次の変化が複数そろえば、市場の評価が上向く可能性があります。ただし、公表時点で株価へ織り込まれている場合もあります。

  • デジタル事業が売上だけでなく利益率にどう貢献しているかが進み、受注残の改善を伴う
  • エネルギーやモビリティの受注残が将来売上にどうつながるかが進み、調整後営業利益率の改善を伴う
  • 大型案件の採算とプロジェクト遅延リスクを見るが進み、フリーキャッシュフローの改善を伴う

反対に下がりやすくなる場面

日立を良い材料だけで見るのは危険です。会社計画が崩れる条件として、次のリスクを確認します。

  • 大型プロジェクト:遅延や採算悪化が利益を圧迫する
  • 為替・海外案件:海外売上の円換算とコストに影響する
  • エネルギー投資:規制や顧客投資計画で需要が変わる
  • 一時利益で純利益だけが増え、本業の営業利益や営業キャッシュフローが伸びない
  • 好決算でも市場予想を超えられず、材料出尽くしとなる

次の決算で見る数字

見出しの増収・増益だけではなく、企業ごとに効きやすい数字を前期、会社計画、直近四半期で比べます。

確認する数字見る理由注意点
受注残将来売上の土台を見る利益率が保証されるわけではない
調整後営業利益率事業再編後の収益性を見る一時費用の除外内容を確認する
フリーキャッシュフロー投資と利益が現金に変わるかを見る大型案件で一時的にぶれる場合がある
研究開発・投資成長領域への配分を見る短期利益を押し下げる場合がある

会社の説明と数字が一致しているか

会社側が説明する成長材料は、受注残、調整後営業利益率、フリーキャッシュフローへ実際に表れているかを確認します。説明だけが先行し、利益や現金創出が伴わない場合は評価を下げます。

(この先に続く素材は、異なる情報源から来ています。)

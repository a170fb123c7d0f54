use sqlparser::ast::Statement;
use sqlparser::dialect::{Dialect, GenericDialect, MsSqlDialect, MySqlDialect, PostgreSqlDialect};
use sqlparser::parser::Parser;

use crate::error::{FederationError, Result};
use crate::models::Command;
use crate::services::dialect::DialectKind;

/// Outcome of validating rendered SQL
#[derive(Debug, Clone, Copy, PartialEq, Eq)]
pub enum ValidationOutcome {
    /// Parsed as a single statement of the expected kind
    Valid,
    /// Uses syntax the parser does not understand (JDBC escapes, call escapes)
    Skipped,
}

/// Parses rendered SQL before it is sent to a source
pub struct SqlValidator;

impl SqlValidator {
    /// Validate SQL rendered for `kind` from `command`
    pub fn validate_rendered(sql: &str, kind: DialectKind, command: &Command) -> Result<ValidationOutcome> {
        if Self::uses_escape_syntax(sql) {
            tracing::debug!("Skipping validation of escaped SQL: {}", sql);
            return Ok(ValidationOutcome::Skipped);
        }

        let dialect = Self::parser_dialect(kind);
        let mut parser = Parser::new(dialect.as_ref())
            .try_with_sql(sql)
            .map_err(|e| FederationError::Validation(format!("SQL parsing error: {}", e)))?;

        // Parse SQL statement
        let ast = parser
            .parse_statements()
            .map_err(|e| FederationError::Validation(format!("SQL parsing error: {}", e)))?;

        let stmt = match ast.as_slice() {
            [] => return Err(FederationError::Validation("Empty SQL".to_string())),
            [stmt] => stmt,
            _ => {
                return Err(FederationError::Validation(format!(
                    "Expected one statement, found {}",
                    ast.len()
                )))
            }
        };

        if !Self::matches_command(stmt, command) {
            return Err(FederationError::Validation(format!(
                "Rendered statement does not match {} command",
                command.kind()
            )));
        }

        Ok(ValidationOutcome::Valid)
    }

    fn parser_dialect(kind: DialectKind) -> Box<dyn Dialect> {
        match kind {
            DialectKind::PostgreSql => Box::new(PostgreSqlDialect {}),
            DialectKind::MySql => Box::new(MySqlDialect {}),
            DialectKind::SqlServer => Box::new(MsSqlDialect {}),
            DialectKind::Generic | DialectKind::Oracle => Box::new(GenericDialect {}),
        }
    }

    /// JDBC escapes (`{d'...'}`, `{ call ... }`) are resolved by the driver
    fn uses_escape_syntax(sql: &str) -> bool {
        let body = match sql.trim_start().strip_prefix("/*") {
            Some(rest) => rest.split_once("*/").map(|(_, body)| body).unwrap_or(rest),
            None => sql,
        };
        body.trim_start().starts_with('{')
            || ["{d'", "{t'", "{ts'"].iter().any(|escape| body.contains(escape))
    }

    fn matches_command(stmt: &Statement, command: &Command) -> bool {
        match command {
            Command::Select(_) | Command::SetOp(_) => matches!(stmt, Statement::Query(_)),
            Command::Insert(_) => matches!(stmt, Statement::Insert { .. }),
            Command::Update(_) => matches!(stmt, Statement::Update { .. }),
            Command::Delete(_) => matches!(stmt, Statement::Delete { .. }),
            Command::Call(_) => matches!(stmt, Statement::Call { .. }),
        }
    }
}

#[cfg(test)]
mod tests {
    use super::*;
    use crate::models::{Call, Delete, GroupRef, Select};

    fn select() -> Command {
        Command::Select(Select::default())
    }

    #[test]
    fn test_valid_rendered_queries() {
        assert_eq!(
            SqlValidator::validate_rendered(
                "SELECT g.e1 FROM g WHERE g.e1 = $1 LIMIT 10 OFFSET 5",
                DialectKind::PostgreSql,
                &select()
            )
            .unwrap(),
            ValidationOutcome::Valid
        );
        assert_eq!(
            SqlValidator::validate_rendered(
                "SELECT g.e1 FROM g ORDER BY g.e1 LIMIT 5, 10",
                DialectKind::MySql,
                &select()
            )
            .unwrap(),
            ValidationOutcome::Valid
        );
        assert!(SqlValidator::validate_rendered(
            "/*Federation sessionid:1, requestid:2.0*/ SELECT 1",
            DialectKind::Generic,
            &select()
        )
        .is_ok());
    }

    #[test]
    fn test_invalid_sql() {
        let err =
            SqlValidator::validate_rendered("SELECT * FROM", DialectKind::Generic, &select())
                .unwrap_err();
        assert_eq!(err.code(), "INVALID_SQL");

        assert!(SqlValidator::validate_rendered(
            "SELECT 1; SELECT 2",
            DialectKind::Generic,
            &select()
        )
        .is_err());
    }

    #[test]
    fn test_statement_kind_must_match() {
        let delete = Command::Delete(Delete {
            group: GroupRef::new("g"),
            where_clause: None,
        });
        assert!(
            SqlValidator::validate_rendered("DELETE FROM g", DialectKind::Generic, &delete).is_ok()
        );
        assert!(
            SqlValidator::validate_rendered("SELECT 1", DialectKind::Generic, &delete).is_err()
        );
    }

    #[test]
    fn test_escape_syntax_is_skipped() {
        assert_eq!(
            SqlValidator::validate_rendered(
                "SELECT g.e1 FROM g WHERE g.d = {d'2024-01-02'}",
                DialectKind::Generic,
                &select()
            )
            .unwrap(),
            ValidationOutcome::Skipped
        );

        let call = Command::Call(Call {
            name: "p".to_string(),
            parameters: Vec::new(),
        });
        assert_eq!(
            SqlValidator::validate_rendered("{ call p() }", DialectKind::Generic, &call).unwrap(),
            ValidationOutcome::Skipped
        );
    }
}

資産売却、減損、為替、会計上の一時要因を分け、営業利益と営業キャッシュフローが同じ方向へ動いているかを見ると、本業の変化を捉えやすくなります。

株価の3つのシナリオ

見方 想定 確認すること
上振れ デジタル事業が売上だけでなく利益率にどう貢献しているかとエネルギーやモビリティの受注残が将来売上にどうつながるかが改善する 受注残・調整後営業利益率と会社予想の上方修正
横ばい 売上は維持するが、為替・海外案件で利益改善が限られる 一時要因を除いた営業利益と営業キャッシュフロー
下振れ 大型プロジェクト、為替・海外案件、エネルギー投資が重なる 下方修正、減損、在庫、負債、資本政策の変化

根拠から分かること

日立の評価が上向くには、デジタル事業が売上だけでなく利益率にどう貢献しているか、エネルギーやモビリティの受注残が将来売上にどうつながるか、大型案件の採算とプロジェクト遅延リスクを見るが数字を伴って改善することが重要です。

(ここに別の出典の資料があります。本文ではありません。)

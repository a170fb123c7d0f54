// Constant folding
//
// Once the pseudo column has been replaced by a literal, predicates such as
// `'east' = 'west' AND x > 1` can be decided statically. The folder works on
// three-valued logic: a comparison involving NULL folds to a NULL boolean,
// which a WHERE clause treats as false.

use std::cmp::Ordering;

use crate::error::Result;
use crate::models::visit::rewrite_command;
use crate::models::{
    Command, CompareOp, DataType, Expression, InsertSource, JoinKind, Literal, LogicalOp,
    QueryExpression, Select, TableReference, Value,
};

/// Simplification collaborator used after source substitution
pub trait ConstantFolder: Send + Sync {
    fn fold(&self, command: Command) -> Result<Command>;
}

/// Folds predicates whose operands are all literals
#[derive(Debug, Clone, Copy, Default)]
pub struct SimpleConstantFolder;

impl ConstantFolder for SimpleConstantFolder {
    fn fold(&self, mut command: Command) -> Result<Command> {
        rewrite_command(&mut command, &mut |expr| {
            if let Some(folded) = fold_expression(expr) {
                *expr = folded;
            } else if let Expression::ScalarSubquery(select) = expr {
                drop_in_select(select);
            }
            Ok(())
        })?;
        drop_true_clauses(&mut command);
        Ok(command)
    }
}

fn boolean(value: Option<bool>) -> Expression {
    match value {
        Some(value) => Expression::literal(Literal::boolean(value)),
        None => Expression::literal(Literal::null(DataType::Boolean)),
    }
}

/// Truth value of a boolean literal; `Some(None)` is UNKNOWN
fn truth(expr: &Expression) -> Option<Option<bool>> {
    let literal = expr.as_literal()?;
    match (&literal.value, literal.data_type) {
        (Value::Boolean(value), _) => Some(Some(*value)),
        (Value::Null, DataType::Boolean) => Some(None),
        _ => None,
    }
}

fn fold_expression(expr: &Expression) -> Option<Expression> {
    match expr {
        Expression::Comparison(comparison) => {
            let left = comparison.left.as_literal()?;
            let right = comparison.right.as_literal()?;
            if left.value.is_null() || right.value.is_null() {
                return Some(boolean(None));
            }
            let ordering = compare_values(&left.value, &right.value)?;
            let result = match comparison.op {
                CompareOp::Eq => ordering == Ordering::Equal,
                CompareOp::Ne => ordering != Ordering::Equal,
                CompareOp::Lt => ordering == Ordering::Less,
                CompareOp::Le => ordering != Ordering::Greater,
                CompareOp::Gt => ordering == Ordering::Greater,
                CompareOp::Ge => ordering != Ordering::Less,
            };
            Some(boolean(Some(result)))
        }
        Expression::In(in_list) => {
            let value = in_list.expr.as_literal()?;
            if value.value.is_null() {
                return Some(boolean(None));
            }
            let mut unknown = false;
            for item in &in_list.list {
                let item = item.as_literal()?;
                if item.value.is_null() {
                    unknown = true;
                    continue;
                }
                if compare_values(&value.value, &item.value)? == Ordering::Equal {
                    return Some(boolean(Some(!in_list.negated)));
                }
            }
            Some(boolean(if unknown { None } else { Some(in_list.negated) }))
        }
        Expression::Like(like) => {
            let (Value::String(value), Value::String(pattern)) = (
                &like.expr.as_literal()?.value,
                &like.pattern.as_literal()?.value,
            ) else {
                return None;
            };
            let chars: Vec<char> = value.chars().collect();
            let pattern: Vec<char> = pattern.chars().collect();
            Some(boolean(Some(
                like_matches(&chars, &pattern, like.escape) != like.negated,
            )))
        }
        Expression::IsNull(is_null) => {
            let literal = is_null.expr.as_literal()?;
            Some(boolean(Some(literal.value.is_null() != is_null.negated)))
        }
        Expression::Not { expr } => truth(expr).map(|value| boolean(value.map(|v| !v))),
        Expression::AndOr(and_or) => {
            let left = truth(&and_or.left);
            let right = truth(&and_or.right);
            // FALSE decides an AND, TRUE decides an OR
            let absorbing = matches!(and_or.op, LogicalOp::Or);
            if left == Some(Some(absorbing)) || right == Some(Some(absorbing)) {
                return Some(boolean(Some(absorbing)));
            }
            match (left, right) {
                (Some(Some(_)), _) => Some((*and_or.right).clone()),
                (_, Some(Some(_))) => Some((*and_or.left).clone()),
                (Some(None), Some(None)) => Some(boolean(None)),
                _ => None,
            }
        }
        _ => None,
    }
}

/// Ordering of two non-null literal values of comparable kinds
fn compare_values(left: &Value, right: &Value) -> Option<Ordering> {
    match (left, right) {
        (Value::String(a), Value::String(b)) => Some(a.cmp(b)),
        (Value::Boolean(a), Value::Boolean(b)) => Some(a.cmp(b)),
        (Value::Integer(a), Value::Integer(b)) => Some(a.cmp(b)),
        (Value::Date(a), Value::Date(b)) => Some(a.cmp(b)),
        (Value::Time(a), Value::Time(b)) => Some(a.cmp(b)),
        (Value::Timestamp(a), Value::Timestamp(b)) => Some(a.cmp(b)),
        (a, b) => numeric(a)?.partial_cmp(&numeric(b)?),
    }
}

fn numeric(value: &Value) -> Option<f64> {
    match value {
        Value::Integer(v) => Some(*v as f64),
        Value::Float(v) => Some(*v),
        Value::Decimal(text) => text.parse().ok(),
        _ => None,
    }
}

/// SQL LIKE matching with `%`, `_` and an optional escape character
fn like_matches(value: &[char], pattern: &[char], escape: Option<char>) -> bool {
    match pattern.split_first() {
        None => value.is_empty(),
        Some((&c, rest)) if Some(c) == escape => match rest.split_first() {
            Some((&literal, rest)) => value.first() == Some(&literal)
                && like_matches(&value[1..], rest, escape),
            None => false,
        },
        Some((&'%', rest)) => (0..=value.len()).any(|skip| like_matches(&value[skip..], rest, escape)),
        Some((&'_', rest)) => !value.is_empty() && like_matches(&value[1..], rest, escape),
        Some((&c, rest)) => value.first() == Some(&c) && like_matches(&value[1..], rest, escape),
    }
}

/// Remove WHERE/HAVING clauses that folded to TRUE. An inner join on TRUE
/// becomes a cross join; outer joins keep their condition.
fn drop_true_clauses(command: &mut Command) {
    match command {
        Command::Select(select) => drop_in_select(select),
        Command::SetOp(set_op) => {
            drop_in_query(&mut set_op.left);
            drop_in_query(&mut set_op.right);
        }
        Command::Insert(insert) => {
            if let InsertSource::Query(query) = &mut insert.source {
                drop_in_query(query);
            }
        }
        Command::Update(update) => drop_if_true(&mut update.where_clause),
        Command::Delete(delete) => drop_if_true(&mut delete.where_clause),
        Command::Call(_) => {}
    }
}

fn drop_in_query(query: &mut QueryExpression) {
    match query {
        QueryExpression::Select(select) => drop_in_select(select),
        QueryExpression::SetOp(set_op) => {
            drop_in_query(&mut set_op.left);
            drop_in_query(&mut set_op.right);
        }
    }
}

fn drop_in_select(select: &mut Select) {
    drop_if_true(&mut select.where_clause);
    drop_if_true(&mut select.having);
    for table in select.from.iter_mut() {
        drop_in_table(table);
    }
}

fn drop_in_table(table: &mut TableReference) {
    match table {
        TableReference::Group(_) => {}
        TableReference::Join(join) => {
            drop_in_table(&mut join.left);
            drop_in_table(&mut join.right);
            if join.kind == JoinKind::Inner {
                drop_if_true(&mut join.condition);
                if join.condition.is_none() {
                    join.kind = JoinKind::Cross;
                }
            }
        }
        TableReference::Derived(derived) => drop_in_query(&mut derived.query),
    }
}

fn drop_if_true(clause: &mut Option<Expression>) {
    if clause.as_ref().and_then(Expression::as_bool_literal) == Some(true) {
        *clause = None;
    }
}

反対に、大型プロジェクト、為替・海外案件、エネルギー投資が強まれば下押し要因になり得ます。

次に確認すること

  • 受注残を前期と比較した
  • 調整後営業利益率が会社計画に届いているか確認した
  • フリーキャッシュフローとキャッシュフローを照合した
  • 大型プロジェクト、為替・海外案件、エネルギー投資の最新開示を確認した

同じ判断を別の角度から確認するため、以下の記事もあわせて読むと、金利、物価、税金、制度の見落としを減らしやすくなります。